WHAT TO DO —
Among the lines below, list those containing the string "else".
INPUT DATA below:
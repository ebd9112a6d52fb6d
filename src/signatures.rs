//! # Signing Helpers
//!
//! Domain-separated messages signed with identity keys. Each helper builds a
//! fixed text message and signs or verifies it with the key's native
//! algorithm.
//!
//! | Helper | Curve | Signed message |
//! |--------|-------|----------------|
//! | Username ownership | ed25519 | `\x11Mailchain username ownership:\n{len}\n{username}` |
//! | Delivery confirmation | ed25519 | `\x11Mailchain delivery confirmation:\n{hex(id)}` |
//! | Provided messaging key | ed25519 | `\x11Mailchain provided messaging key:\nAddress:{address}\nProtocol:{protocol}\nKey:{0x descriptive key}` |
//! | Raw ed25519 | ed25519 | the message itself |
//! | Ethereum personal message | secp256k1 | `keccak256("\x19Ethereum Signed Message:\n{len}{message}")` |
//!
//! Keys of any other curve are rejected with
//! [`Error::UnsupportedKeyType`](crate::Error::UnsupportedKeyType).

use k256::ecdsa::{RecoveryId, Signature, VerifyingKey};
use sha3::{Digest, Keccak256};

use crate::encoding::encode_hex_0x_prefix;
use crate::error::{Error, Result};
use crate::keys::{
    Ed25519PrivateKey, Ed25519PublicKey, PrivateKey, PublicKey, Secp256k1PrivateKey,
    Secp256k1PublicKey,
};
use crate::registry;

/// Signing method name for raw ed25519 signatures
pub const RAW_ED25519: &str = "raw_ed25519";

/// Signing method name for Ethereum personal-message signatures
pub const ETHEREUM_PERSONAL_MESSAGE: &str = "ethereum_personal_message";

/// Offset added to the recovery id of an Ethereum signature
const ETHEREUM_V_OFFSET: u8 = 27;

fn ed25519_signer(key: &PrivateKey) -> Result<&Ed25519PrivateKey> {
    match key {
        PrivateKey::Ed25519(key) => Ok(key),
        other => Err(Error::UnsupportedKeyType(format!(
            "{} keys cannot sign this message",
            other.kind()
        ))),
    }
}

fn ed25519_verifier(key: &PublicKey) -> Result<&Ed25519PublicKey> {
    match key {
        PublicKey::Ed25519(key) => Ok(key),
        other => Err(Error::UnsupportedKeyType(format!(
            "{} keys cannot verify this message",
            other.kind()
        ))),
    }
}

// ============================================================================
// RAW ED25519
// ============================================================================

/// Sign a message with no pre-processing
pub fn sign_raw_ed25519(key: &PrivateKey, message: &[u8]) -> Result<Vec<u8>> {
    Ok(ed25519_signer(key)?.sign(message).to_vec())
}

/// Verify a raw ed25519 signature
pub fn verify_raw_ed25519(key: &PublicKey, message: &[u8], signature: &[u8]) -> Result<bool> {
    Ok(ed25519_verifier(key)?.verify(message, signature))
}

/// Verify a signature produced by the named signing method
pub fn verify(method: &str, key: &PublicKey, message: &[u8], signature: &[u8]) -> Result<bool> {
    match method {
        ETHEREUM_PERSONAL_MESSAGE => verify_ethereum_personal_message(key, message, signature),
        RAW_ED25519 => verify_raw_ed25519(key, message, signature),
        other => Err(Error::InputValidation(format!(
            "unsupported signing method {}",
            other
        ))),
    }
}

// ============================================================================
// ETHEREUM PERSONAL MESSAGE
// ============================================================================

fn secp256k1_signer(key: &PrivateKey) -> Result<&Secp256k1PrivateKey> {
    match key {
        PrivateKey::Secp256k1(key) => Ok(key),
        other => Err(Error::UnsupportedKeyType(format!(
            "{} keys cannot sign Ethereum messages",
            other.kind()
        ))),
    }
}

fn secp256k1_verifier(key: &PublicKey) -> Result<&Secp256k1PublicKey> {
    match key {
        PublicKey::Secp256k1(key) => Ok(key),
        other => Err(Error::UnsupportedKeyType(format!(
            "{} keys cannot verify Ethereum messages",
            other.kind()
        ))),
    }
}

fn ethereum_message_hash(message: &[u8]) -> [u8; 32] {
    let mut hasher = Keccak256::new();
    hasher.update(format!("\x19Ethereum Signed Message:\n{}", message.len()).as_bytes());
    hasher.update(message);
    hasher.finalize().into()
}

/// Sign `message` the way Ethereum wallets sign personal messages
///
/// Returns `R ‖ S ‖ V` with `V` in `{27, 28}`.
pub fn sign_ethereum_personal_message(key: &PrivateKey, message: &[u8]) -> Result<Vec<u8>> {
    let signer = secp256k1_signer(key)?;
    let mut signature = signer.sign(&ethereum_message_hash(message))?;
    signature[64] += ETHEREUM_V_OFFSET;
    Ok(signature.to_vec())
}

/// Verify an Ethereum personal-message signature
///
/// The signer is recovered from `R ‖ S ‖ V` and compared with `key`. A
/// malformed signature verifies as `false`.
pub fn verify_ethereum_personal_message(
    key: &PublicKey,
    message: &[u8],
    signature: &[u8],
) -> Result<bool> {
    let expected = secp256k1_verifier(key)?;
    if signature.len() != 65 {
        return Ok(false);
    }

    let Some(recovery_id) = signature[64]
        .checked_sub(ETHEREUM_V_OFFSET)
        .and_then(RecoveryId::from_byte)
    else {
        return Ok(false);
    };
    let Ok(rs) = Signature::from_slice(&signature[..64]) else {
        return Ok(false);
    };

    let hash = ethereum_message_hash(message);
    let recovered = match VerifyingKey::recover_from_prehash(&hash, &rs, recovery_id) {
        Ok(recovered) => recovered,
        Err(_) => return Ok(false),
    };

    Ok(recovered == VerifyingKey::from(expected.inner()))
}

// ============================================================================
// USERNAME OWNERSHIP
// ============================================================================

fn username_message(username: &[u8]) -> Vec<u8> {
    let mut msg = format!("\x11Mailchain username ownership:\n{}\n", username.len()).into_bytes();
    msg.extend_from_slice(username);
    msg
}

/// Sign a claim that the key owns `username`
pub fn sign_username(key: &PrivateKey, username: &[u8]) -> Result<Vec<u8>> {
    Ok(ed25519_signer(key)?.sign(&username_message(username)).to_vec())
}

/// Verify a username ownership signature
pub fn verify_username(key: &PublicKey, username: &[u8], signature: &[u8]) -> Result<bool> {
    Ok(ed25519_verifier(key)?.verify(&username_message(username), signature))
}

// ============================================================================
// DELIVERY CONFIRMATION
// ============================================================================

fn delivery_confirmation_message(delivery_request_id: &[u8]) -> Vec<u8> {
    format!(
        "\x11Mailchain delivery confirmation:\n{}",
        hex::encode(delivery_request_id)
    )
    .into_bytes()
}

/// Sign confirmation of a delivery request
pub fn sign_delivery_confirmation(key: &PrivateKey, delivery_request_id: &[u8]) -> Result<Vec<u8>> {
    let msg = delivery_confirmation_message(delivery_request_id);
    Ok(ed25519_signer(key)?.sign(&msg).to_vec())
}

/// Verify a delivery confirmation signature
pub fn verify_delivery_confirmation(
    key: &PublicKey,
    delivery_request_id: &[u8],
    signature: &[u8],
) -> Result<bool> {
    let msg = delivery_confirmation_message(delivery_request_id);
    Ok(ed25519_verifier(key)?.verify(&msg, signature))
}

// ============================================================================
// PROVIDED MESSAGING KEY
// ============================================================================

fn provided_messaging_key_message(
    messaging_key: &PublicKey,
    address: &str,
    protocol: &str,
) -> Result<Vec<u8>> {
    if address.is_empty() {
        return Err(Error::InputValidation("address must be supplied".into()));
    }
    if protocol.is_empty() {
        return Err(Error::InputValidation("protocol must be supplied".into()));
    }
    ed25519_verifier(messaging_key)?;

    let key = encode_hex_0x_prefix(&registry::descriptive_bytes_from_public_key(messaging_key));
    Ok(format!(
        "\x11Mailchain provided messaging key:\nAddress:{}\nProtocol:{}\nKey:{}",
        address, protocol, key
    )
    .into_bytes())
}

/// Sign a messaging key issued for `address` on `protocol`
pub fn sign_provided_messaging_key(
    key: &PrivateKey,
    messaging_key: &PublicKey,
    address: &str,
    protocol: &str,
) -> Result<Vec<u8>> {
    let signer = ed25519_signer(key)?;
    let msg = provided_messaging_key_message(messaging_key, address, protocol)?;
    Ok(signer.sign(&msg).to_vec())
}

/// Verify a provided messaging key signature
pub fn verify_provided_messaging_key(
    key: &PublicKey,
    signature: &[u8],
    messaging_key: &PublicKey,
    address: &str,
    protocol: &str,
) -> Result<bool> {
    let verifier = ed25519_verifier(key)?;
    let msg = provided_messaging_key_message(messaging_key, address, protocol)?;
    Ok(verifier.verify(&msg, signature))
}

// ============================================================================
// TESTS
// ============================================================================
End of INPUT DATA.
WRITTEN ANSWER —
    else {
    let Ok(rs) = Signature::from_slice(&signature[..64]) else {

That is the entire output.